Como estamos falando de comportamento, devo concordar com você, que nessa sociedade contemporânea e moderna TUDO É POSSIVEL, e logo mais teremos a ZOOFILIA, em prol de uma sociedade mais livre e menos tirana.

2. a questão como você fala "único casal" acho que fui intendido mal.

a) Entre casais heteros a pluralidade é muito grande, somos todos únicos, diferentes uns dos outros fisicamente. O "o pensamento único" é a capacidade de um grupo ou sociedade de terem suas próprias opiniões e serem respeitadas. Não devemos viver em uma tirania, não acha?

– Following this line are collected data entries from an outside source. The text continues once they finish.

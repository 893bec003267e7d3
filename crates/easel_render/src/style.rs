//! Paint state and per-call draw styles.
//!
//! [`PaintState`] is the surface's current state (what a 2D canvas context
//! would hold). [`DrawStyle`] is a partial override: every option is optional
//! and only the ones that are set touch the state, for the duration of one
//! scoped call.

#[derive(Debug, Clone, Copy, PartialEq, Eq, Hash)]
pub struct Color {
    pub r: u8,
    pub g: u8,
    pub b: u8,
    pub a: u8,
}

impl Color {
    pub const BLACK: Self = Self::rgb(0, 0, 0);
    pub const WHITE: Self = Self::rgb(255, 255, 255);

    pub const fn rgb(r: u8, g: u8, b: u8) -> Self {
        Self { r, g, b, a: 255 }
    }

    pub const fn rgba(r: u8, g: u8, b: u8, a: u8) -> Self {
        Self { r, g, b, a }
    }

    pub const fn from_array([r, g, b, a]: [u8; 4]) -> Self {
        Self { r, g, b, a }
    }
}

impl From<Color> for egui::Color32 {
    fn from(c: Color) -> Self {
        egui::Color32::from_rgba_unmultiplied(c.r, c.g, c.b, c.a)
    }
}

impl From<Color> for wgpu::Color {
    fn from(c: Color) -> Self {
        let f = |v: u8| f64::from(v) / 255.0;
        wgpu::Color {
            r: f(c.r),
            g: f(c.g),
            b: f(c.b),
            a: f(c.a),
        }
    }
}

/// Neutral foreground used when a primitive's colour is not given.
pub const FOREGROUND: Color = Color::WHITE;
pub const DEFAULT_FONT_FAMILY: &str = "monospace";
pub const DEFAULT_FONT_SIZE: f32 = 8.0;
pub const DEFAULT_LINE_WIDTH: f32 = 1.0;

#[derive(Debug, Clone, Default, PartialEq)]
pub struct DrawStyle {
    pub stroke_color: Option<Color>,
    pub line_width: Option<f32>,
    pub fill_color: Option<Color>,
    pub font_family: Option<String>,
    pub font_size: Option<f32>,
    /// Overlay ("gui") draws skip the camera transform.
    pub overlay: bool,
    pub image_smoothing: Option<bool>,
}

impl DrawStyle {
    pub fn new() -> Self {
        Self::default()
    }

    pub fn fill(mut self, color: Color) -> Self {
        self.fill_color = Some(color);
        self
    }

    pub fn stroke(mut self, color: Color) -> Self {
        self.stroke_color = Some(color);
        self
    }

    pub fn line_width(mut self, width: f32) -> Self {
        self.line_width = Some(width);
        self
    }

    pub fn font(mut self, family: impl Into<String>, size: f32) -> Self {
        self.font_family = Some(family.into());
        self.font_size = Some(size);
        self
    }

    pub fn font_size(mut self, size: f32) -> Self {
        self.font_size = Some(size);
        self
    }

    pub fn overlay(mut self) -> Self {
        self.overlay = true;
        self
    }

    pub fn image_smoothing(mut self, enabled: bool) -> Self {
        self.image_smoothing = Some(enabled);
        self
    }

    /// Field-by-field merge: options set on `self` win, unset ones fall back
    /// to `defaults`.
    pub fn or_defaults(&self, defaults: &DrawStyle) -> DrawStyle {
        DrawStyle {
            stroke_color: self.stroke_color.or(defaults.stroke_color),
            line_width: self.line_width.or(defaults.line_width),
            fill_color: self.fill_color.or(defaults.fill_color),
            font_family: self
                .font_family
                .clone()
                .or_else(|| defaults.font_family.clone()),
            font_size: self.font_size.or(defaults.font_size),
            overlay: self.overlay || defaults.overlay,
            image_smoothing: self.image_smoothing.or(defaults.image_smoothing),
        }
    }

    pub(crate) fn rect_defaults() -> Self {
        Self::new().fill(FOREGROUND)
    }

    pub(crate) fn circle_defaults() -> Self {
        Self::new().fill(FOREGROUND)
    }

    pub(crate) fn path_defaults() -> Self {
        Self::new().stroke(FOREGROUND).line_width(DEFAULT_LINE_WIDTH)
    }

    pub(crate) fn text_defaults() -> Self {
        Self::new()
            .fill(FOREGROUND)
            .font(DEFAULT_FONT_FAMILY, DEFAULT_FONT_SIZE)
    }

    pub(crate) fn image_defaults() -> Self {
        Self::new().image_smoothing(false)
    }
}

#[derive(Debug, Clone, PartialEq)]
pub struct PaintState {
    pub stroke_color: Color,
    pub line_width: f32,
    pub fill_color: Color,
    pub font_family: String,
    pub font_size: f32,
    pub image_smoothing: bool,
}

impl Default for PaintState {
    fn default() -> Self {
        Self {
            stroke_color: Color::BLACK,
            line_width: DEFAULT_LINE_WIDTH,
            fill_color: Color::BLACK,
            font_family: "sans-serif".to_string(),
            font_size: 10.0,
            image_smoothing: true,
        }
    }
}

impl PaintState {
    /// Overwrite only what `style` sets.
    pub fn apply(&mut self, style: &DrawStyle) {
        if let Some(c) = style.stroke_color {
            self.stroke_color = c;
        }
        if let Some(w) = style.line_width {
            self.line_width = w;
        }
        if let Some(c) = style.fill_color {
            self.fill_color = c;
        }
        if let Some(family) = &style.font_family {
            self.font_family.clone_from(family);
        }
        if let Some(size) = style.font_size {
            self.font_size = size;
        }
        if let Some(smooth) = style.image_smoothing {
            self.image_smoothing = smooth;
        }
    }
}
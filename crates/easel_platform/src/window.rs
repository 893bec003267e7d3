use std::sync::Arc;

use easel_core::EngineConfig;
use winit::error::OsError;
use winit::event_loop::ActiveEventLoop;
use winit::window::{Window, WindowAttributes};

#[derive(Debug, Clone, PartialEq)]
pub struct PlatformConfig {
    pub title: String,
    /// Window size in logical pixels: the surface size times its render scale.
    pub width: u32,
    pub height: u32,
}

impl Default for PlatformConfig {
    fn default() -> Self {
        Self::from(&EngineConfig::default())
    }
}

impl From<&EngineConfig> for PlatformConfig {
    fn from(config: &EngineConfig) -> Self {
        let surface = &config.surface;
        Self {
            title: config.title.clone(),
            width: (surface.width as f32 * surface.scale).round() as u32,
            height: (surface.height as f32 * surface.scale).round() as u32,
        }
    }
}

pub fn create_window(
    event_loop: &ActiveEventLoop,
    config: &PlatformConfig,
) -> Result<Arc<Window>, OsError> {
    let attrs = WindowAttributes::default()
        .with_title(&config.title)
        .with_inner_size(winit::dpi::LogicalSize::new(config.width, config.height))
        .with_resizable(false);

    let window = event_loop.create_window(attrs)?;
    log::info!(
        "Window '{}' created at {}x{}",
        config.title,
        config.width,
        config.height
    );
    Ok(Arc::new(window))
}

#[cfg(test)]
mod tests {
    use super::*;

    #[test]
    fn window_size_is_surface_size_times_scale() {
        let mut config = EngineConfig::default();
        config.title = "Sandbox".into();
        config.surface.width = 480;
        config.surface.height = 320;
        config.surface.scale = 2.0;
        let platform = PlatformConfig::from(&config);
        assert_eq!(platform.title, "Sandbox");
        assert_eq!((platform.width, platform.height), (960, 640));
    }

    #[test]
    fn fractional_scale_rounds() {
        let mut config = EngineConfig::default();
        config.surface.width = 101;
        config.surface.height = 50;
        config.surface.scale = 1.5;
        let platform = PlatformConfig::from(&config);
        assert_eq!((platform.width, platform.height), (152, 75));
    }
}
//! Loop scheduler: run state and frame pacing.
//!
//! ```text
//!   Idle --start--> Ticking <--pause/resume--> Paused
//!                      \                        /
//!                       +-------> Stopped <----+
//! ```
//!
//! Requests never take effect mid-frame. They are latched and applied by
//! `begin_frame`, which also tells the loop what kind of frame to run.
//! `Stopped` is terminal.

use std::collections::VecDeque;
use std::time::{Duration, Instant};

#[derive(Debug, Clone, Copy, PartialEq, Eq)]
pub enum SchedulerState {
    Idle,
    Ticking,
    Paused,
    Stopped,
}

/// What the loop should do with the frame that is starting.
#[derive(Debug, Clone, Copy, PartialEq, Eq)]
pub enum FrameDecision {
    /// Not running: no step, no draw.
    Halt,
    /// Step as owed, then draw.
    Advance,
    /// Paused: draw only.
    Hold,
    /// Paused, but run exactly one step before drawing.
    SingleStep,
}

#[derive(Debug, Clone, Copy, PartialEq, Eq)]
enum Request {
    Start,
    Pause,
    Resume,
    TogglePause,
}

pub struct Scheduler {
    state: SchedulerState,
    requests: VecDeque<Request>,
    stop_requested: bool,
    single_step_requested: bool,
    frame_interval: Duration,
    last_frame_start: Option<Instant>,
}

impl Scheduler {
    pub fn new(target_fps: f64) -> Self {
        Self {
            state: SchedulerState::Idle,
            requests: VecDeque::new(),
            stop_requested: false,
            single_step_requested: false,
            frame_interval: interval_for(target_fps),
            last_frame_start: None,
        }
    }

    pub fn state(&self) -> SchedulerState {
        self.state
    }

    pub fn is_paused(&self) -> bool {
        self.state == SchedulerState::Paused
    }

    pub fn is_stopped(&self) -> bool {
        self.state == SchedulerState::Stopped
    }

    pub fn set_target_fps(&mut self, target_fps: f64) {
        self.frame_interval = interval_for(target_fps);
    }

    pub fn frame_interval(&self) -> Duration {
        self.frame_interval
    }

    pub fn start(&mut self) {
        self.requests.push_back(Request::Start);
    }

    pub fn pause(&mut self) {
        self.requests.push_back(Request::Pause);
    }

    pub fn resume(&mut self) {
        self.requests.push_back(Request::Resume);
    }

    pub fn toggle_pause(&mut self) {
        self.requests.push_back(Request::TogglePause);
    }

    /// Takes priority over any other pending request.
    pub fn stop(&mut self) {
        self.stop_requested = true;
    }

    /// Honoured only if the scheduler is paused when the next frame begins.
    pub fn request_single_step(&mut self) {
        self.single_step_requested = true;
    }

    pub fn begin_frame(&mut self) -> FrameDecision {
        self.begin_frame_at(Instant::now())
    }

    /// Apply latched requests and decide the frame. `now` is recorded as
    /// the frame start for pacing.
    pub fn begin_frame_at(&mut self, now: Instant) -> FrameDecision {
        self.apply_requests();
        let single_step = std::mem::take(&mut self.single_step_requested);

        let decision = match self.state {
            SchedulerState::Idle | SchedulerState::Stopped => FrameDecision::Halt,
            SchedulerState::Ticking => FrameDecision::Advance,
            SchedulerState::Paused if single_step => FrameDecision::SingleStep,
            SchedulerState::Paused => FrameDecision::Hold,
        };
        if decision != FrameDecision::Halt {
            self.last_frame_start = Some(now);
        }
        decision
    }

    /// When the next frame is due, or `None` if no frame will run.
    pub fn next_deadline(&self) -> Option<Instant> {
        match self.state {
            SchedulerState::Idle | SchedulerState::Stopped => None,
            SchedulerState::Ticking | SchedulerState::Paused => Some(
                self.last_frame_start
                    .map_or_else(Instant::now, |start| start + self.frame_interval),
            ),
        }
    }

    /// Stop wins outright. Otherwise requests apply in the order they were made.
    fn apply_requests(&mut self) {
        if self.stop_requested {
            self.requests.clear();
            self.transition(SchedulerState::Stopped);
            return;
        }
        while let Some(request) = self.requests.pop_front() {
            self.apply(request);
        }
    }

    fn apply(&mut self, request: Request) {
        let next = match (self.state, request) {
            (SchedulerState::Stopped, _) => None,
            (SchedulerState::Idle, Request::Start) => Some(SchedulerState::Ticking),
            (SchedulerState::Idle, _) => {
                log::debug!("Ignoring {:?} before the loop has started", request);
                None
            }
            (_, Request::Start) => None,
            (SchedulerState::Ticking, Request::Pause | Request::TogglePause) => {
                Some(SchedulerState::Paused)
            }
            (SchedulerState::Paused, Request::Resume | Request::TogglePause) => {
                Some(SchedulerState::Ticking)
            }
            _ => None,
        };
        if let Some(next) = next {
            self.transition(next);
        }
    }

    fn transition(&mut self, next: SchedulerState) {
        if next != self.state {
            log::info!("Loop {:?} -> {:?}", self.state, next);
            self.state = next;
        }
    }
}

fn interval_for(target_fps: f64) -> Duration {
    if target_fps > 0.0 {
        Duration::from_secs_f64(1.0 / target_fps)
    } else {
        Duration::ZERO
    }
}

#[cfg(test)]
mod tests {
    use super::*;

    fn ticking() -> Scheduler {
        let mut s = Scheduler::new(60.0);
        s.start();
        assert_eq!(s.begin_frame(), FrameDecision::Advance);
        s
    }

    #[test]
    fn idle_until_started() {
        let mut s = Scheduler::new(60.0);
        assert_eq!(s.begin_frame(), FrameDecision::Halt);
        s.pause();
        assert_eq!(s.begin_frame(), FrameDecision::Halt);
        assert_eq!(s.state(), SchedulerState::Idle);
        assert!(s.next_deadline().is_none());
    }

    #[test]
    fn pause_is_latched_until_frame_boundary() {
        let mut s = ticking();
        s.pause();
        assert_eq!(s.state(), SchedulerState::Ticking);
        assert_eq!(s.begin_frame(), FrameDecision::Hold);
        assert!(s.is_paused());
        s.resume();
        assert_eq!(s.begin_frame(), FrameDecision::Advance);
    }

    #[test]
    fn toggle_flips_state() {
        let mut s = ticking();
        s.toggle_pause();
        s.begin_frame();
        assert!(s.is_paused());
        s.toggle_pause();
        s.begin_frame();
        assert_eq!(s.state(), SchedulerState::Ticking);
    }

    #[test]
    fn single_step_only_while_paused() {
        let mut s = ticking();
        s.request_single_step();
        assert_eq!(s.begin_frame(), FrameDecision::Advance);

        s.pause();
        s.begin_frame();
        s.request_single_step();
        assert_eq!(s.begin_frame(), FrameDecision::SingleStep);
        assert_eq!(s.begin_frame(), FrameDecision::Hold);
    }

    #[test]
    fn requests_made_in_one_frame_apply_in_order() {
        let mut s = Scheduler::new(60.0);
        s.start();
        s.pause();
        assert_eq!(s.begin_frame(), FrameDecision::Hold);
        assert!(s.is_paused());

        s.resume();
        s.toggle_pause();
        assert_eq!(s.begin_frame(), FrameDecision::Hold);

        s.toggle_pause();
        s.pause();
        s.resume();
        assert_eq!(s.begin_frame(), FrameDecision::Advance);
    }

    #[test]
    fn pause_before_start_is_ignored() {
        let mut s = Scheduler::new(60.0);
        s.pause();
        s.start();
        assert_eq!(s.begin_frame(), FrameDecision::Advance);
    }

    #[test]
    fn stop_wins_and_is_terminal() {
        let mut s = ticking();
        s.pause();
        s.stop();
        assert_eq!(s.begin_frame(), FrameDecision::Halt);
        assert!(s.is_stopped());
        s.start();
        s.resume();
        assert_eq!(s.begin_frame(), FrameDecision::Halt);
        assert!(s.next_deadline().is_none());
    }

    #[test]
    fn deadline_is_one_interval_after_frame_start() {
        let mut s = Scheduler::new(50.0);
        s.start();
        let start = Instant::now();
        s.begin_frame_at(start);
        assert_eq!(s.next_deadline(), Some(start + Duration::from_millis(20)));

        s.set_target_fps(100.0);
        assert_eq!(s.next_deadline(), Some(start + Duration::from_millis(10)));
    }
}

b) não acredito que o homossexualismo vai deixar de existir. Isso é utopia

c)Significado de paranóia: "loucura", composto de παρα-, "desordem" e do tema afim a νοῦς "mente") é uma psicose que se caracteriza pelo desenvolvimento de um delírio crônico (de grandeza, de perseguição, de zelo etc.), lúcido e sistemático. Foi isso que você quis dizer mesmo? minha posição, acredito, foi equilibrada.

d)Se você não deseja uma sociedade só de homossexuais então você concordou comigo, pois era essa a questão do "primeiro casal" tudo começa em uma relação "hetero", uma relação "homo" por si só não se subsiste, então não podemos mudar as leis de um país baseada em mudança de COMPORTAMENTO,isso é um retrocesso.

Sem mais, estou trabalhando agora.

Desculpe, o texto saiu maior que eu esperava.

grato pela dica do livro, mas não acredito que ele vá contra o que foi colocado aqui, pois são questões básicas.

Fico a disposição

o Brasil é um pais que cabem todos,
preconceito é também um mal que atinge todos, pretos, pobres, indios, etc.